Models of PrP^C to PrP^Sc conversion. (A) The heterodimer model proposes that upon infection of an appropriate host cell, the incoming PrP^Sc (orange) starts a catalytic cascade using PrP^C (blue) or a partially unfolded intermediate arising from stochastic fluctuations in PrP^C conformations as a substrate, converting it by a conformational change into a new β-sheet–rich protein. The newly formed PrP^Sc (green-orange) will in turn convert new PrP^C molecules. (B) The noncatalytic nucleated polymerization model proposes that the conformational change of PrP^C into PrP^Sc is thermodynamically controlled: the conversion of PrP^C to PrP^Sc is a reversible process but at equilibrium strongly favors the conformation of PrP^C. Converted PrP^Sc is established only when it adds onto a fibril-like seed or aggregate of PrP^Sc.
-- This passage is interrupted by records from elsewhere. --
#[cfg(test)]
mod tests {
    use super::*;

    fn opts() -> ConstraintOptions {
        ConstraintOptions::default()
    }

    #[test]
    fn test_factory_name_normalization() {
        assert!(constraint_rule("f", "not_blank", &opts()).is_ok());
        assert!(constraint_rule("f", "NotBlank", &opts()).is_ok());
        assert!(constraint_rule("f", "EMAIL", &opts()).is_ok());
    }

    #[test]
    fn test_factory_unknown_name() {
        let result = constraint_rule("contact", "sparkles", &opts());
        match result {
            Err(FormsError::UnknownConstraint { form, name }) => {
                assert_eq!(form, "contact");
                assert_eq!(name, "sparkles");
            }
            other => panic!("expected UnknownConstraint, got {other:?}"),
        }
    }

    #[test]
    fn test_not_blank() {
        let rule = constraint_rule("f", "not_blank", &opts()).unwrap();
        assert!(rule.validate(&Value::from("x")).is_ok());
        assert!(rule.validate(&Value::Null).is_err());
        assert!(rule.validate(&Value::from("   ")).is_err());
        assert!(rule.validate(&Value::List(vec![])).is_err());
        assert!(rule.validate(&Value::Bool(false)).is_ok());
    }

    #[test]
    fn test_email() {
        let rule = constraint_rule("f", "email", &opts()).unwrap();
        assert!(rule.validate(&Value::from("user@example.com")).is_ok());
        let err = rule.validate(&Value::from("not-an-email")).unwrap_err();
        assert_eq!(err.code, "email");
    }

    #[test]
    fn test_url() {
        let rule = constraint_rule("f", "url", &opts()).unwrap();
        assert!(rule.validate(&Value::from("https://example.com")).is_ok());
        assert!(rule.validate(&Value::from("example.com")).is_err());
    }

    #[test]
    fn test_length() {
        let rule = constraint_rule(
            "f",
            "length",
            &ConstraintOptions {
                min: Some(2.0),
                max: Some(5.0),
                ..opts()
            },
        )
        .unwrap();
        assert!(rule.validate(&Value::from("abc")).is_ok());

        let err = rule.validate(&Value::from("a")).unwrap_err();
        assert!(err.message.contains("at least 2"));
        assert_eq!(err.params.get("min").unwrap(), "2");

        let err = rule.validate(&Value::from("toolong")).unwrap_err();
        assert!(err.message.contains("at most 5"));
    }

    #[test]
    fn test_length_counts_characters() {
        let rule = constraint_rule(
            "f",
            "length",
            &ConstraintOptions {
                max: Some(3.0),
                ..opts()
            },
        )
        .unwrap();
        // Three characters, more than three bytes
        assert!(rule.validate(&Value::from("äöü")).is_ok());
    }

    #[test]
    fn test_range() {
        let rule = constraint_rule(
            "f",
            "range",
            &ConstraintOptions {
                min: Some(0.0),
                max: Some(10.0),
                ..opts()
            },
        )
        .unwrap();
        assert!(rule.validate(&Value::Int(5)).is_ok());
        assert!(rule.validate(&Value::Float(10.5)).is_err());
        assert!(rule.validate(&Value::Int(-1)).is_err());
        // Non-numeric values are out of scope for range
        assert!(rule.validate(&Value::from("five")).is_ok());
    }

    #[test]
    fn test_regex() {
        let rule = constraint_rule(
            "f",
            "regex",
            &ConstraintOptions {
                pattern: Some(r"^[A-Z]{3}\d{3}$".to_string()),
                ..opts()
            },
        )
        .unwrap();
        assert!(rule.validate(&Value::from("ABC123")).is_ok());
        assert!(rule.validate(&Value::from("abc")).is_err());
    }

    #[test]
    fn test_regex_requires_pattern() {
        assert!(matches!(
            constraint_rule("f", "regex", &opts()),
            Err(FormsError::Configuration(_))
        ));
    }

    #[test]
    fn test_regex_invalid_pattern() {
        let result = constraint_rule(
            "f",
            "regex",
            &ConstraintOptions {
                pattern: Some("(".to_string()),
                ..opts()
            },
        );
        assert!(matches!(result, Err(FormsError::Configuration(_))));
    }

    #[test]
    fn test_choice() {
        let rule = constraint_rule(
            "f",
            "choice",
            &ConstraintOptions {
                choices: Some(vec!["red".to_string(), "blue".to_string()]),
                ..opts()
            },
        )
        .unwrap();
        assert!(rule.validate(&Value::from("red")).is_ok());
        assert!(rule.validate(&Value::from("green")).is_err());
        assert!(rule
            .validate(&Value::List(vec![Value::from("red"), Value::from("blue")]))
            .is_ok());
        assert!(rule
            .validate(&Value::List(vec![Value::from("red"), Value::from("green")]))
            .is_err());
        assert!(rule.validate(&Value::Null).is_ok());
    }

    #[test]
    fn test_choice_requires_allowed() {
        assert!(matches!(
            constraint_rule("f", "choice", &opts()),
            Err(FormsError::Configuration(_))
        ));
    }

    #[test]
    fn test_custom_message() {
        let rule = constraint_rule(
            "f",
            "not_blank",
            &ConstraintOptions {
                message: Some("Please fill this in.".to_string()),
                ..opts()
            },
        )
        .unwrap();
        let err = rule.validate(&Value::Null).unwrap_err();
        assert_eq!(err.message, "Please fill this in.");
    }
}
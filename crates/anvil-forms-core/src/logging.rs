//! Logging setup for the anvil-forms extension.
//!
//! Provides a [`tracing`]-based subscriber configured from
//! [`Settings`](crate::settings::Settings).

use crate::settings::Settings;

/// Sets up the global tracing subscriber based on the given settings.
///
/// The filter is read from `settings.log_level`. In debug mode a pretty,
/// human-readable format is used; otherwise a structured JSON format.
/// Installing a subscriber twice is a no-op.
pub fn setup_logging(settings: &Settings) {
    use tracing_subscriber::fmt;
    use tracing_subscriber::EnvFilter;

    let filter = EnvFilter::try_new(&settings.log_level).unwrap_or_else(|_| EnvFilter::new("info"));

    if settings.debug {
        fmt::Subscriber::builder()
            .with_env_filter(filter)
            .with_target(true)
            .with_file(true)
            .with_line_number(true)
            .pretty()
            .try_init()
            .ok();
    } else {
        fmt::Subscriber::builder()
            .with_env_filter(filter)
            .with_target(true)
            .json()
            .try_init()
            .ok();
    }
}

/// Creates a tracing span for one submission's processing pipeline.
///
/// # Examples
///
/// ```
/// use anvil_forms_core::logging::submission_span;
///
/// let span = submission_span("contact", "9f0c6ee2");
/// let _guard = span.enter();
/// tracing::info!("processing submission");
/// ```
pub fn submission_span(form: &str, submission_id: &str) -> tracing::Span {
    tracing::info_span!("submission", form = form, id = submission_id)
}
Once a seed is present, further monomer addition is accelerated.

Figure 2

Positioning of FDCs in spleens of WT and CXCR5^–/– mice. (A and B) Diagrammatic representation of white pulp follicles in prion-infected CXCR5^–/– and WT mice. Anti-CD21 immunostaining was performed to visualize the lymphoid white pulp follicle microarchitecture. (C) Atypically localized perivascular FDCs in lymph follicles in CXCR5^–/– mice. Sympathetic nerves, visualized with antibodies to tyrosine hydroxylase (TH), are in close vicinity to FDCs (visualized by FDC-M1 immunostaining) (D). Scale bar: 50 mm. In contrast, sympathetic nerves in WT FDCs are localized in B cell areas at the periphery of the follicles (E and F). Arrowheads indicate TH and FDC-M1 positive areas. (G) Sympathetic nerves lining the thoracic spinal cord connect lymphoid organs and the CNS. (H) Shortened prion disease incubation period in CXCR5^–/– mice inoculated intraperitoneally, relative to WT controls.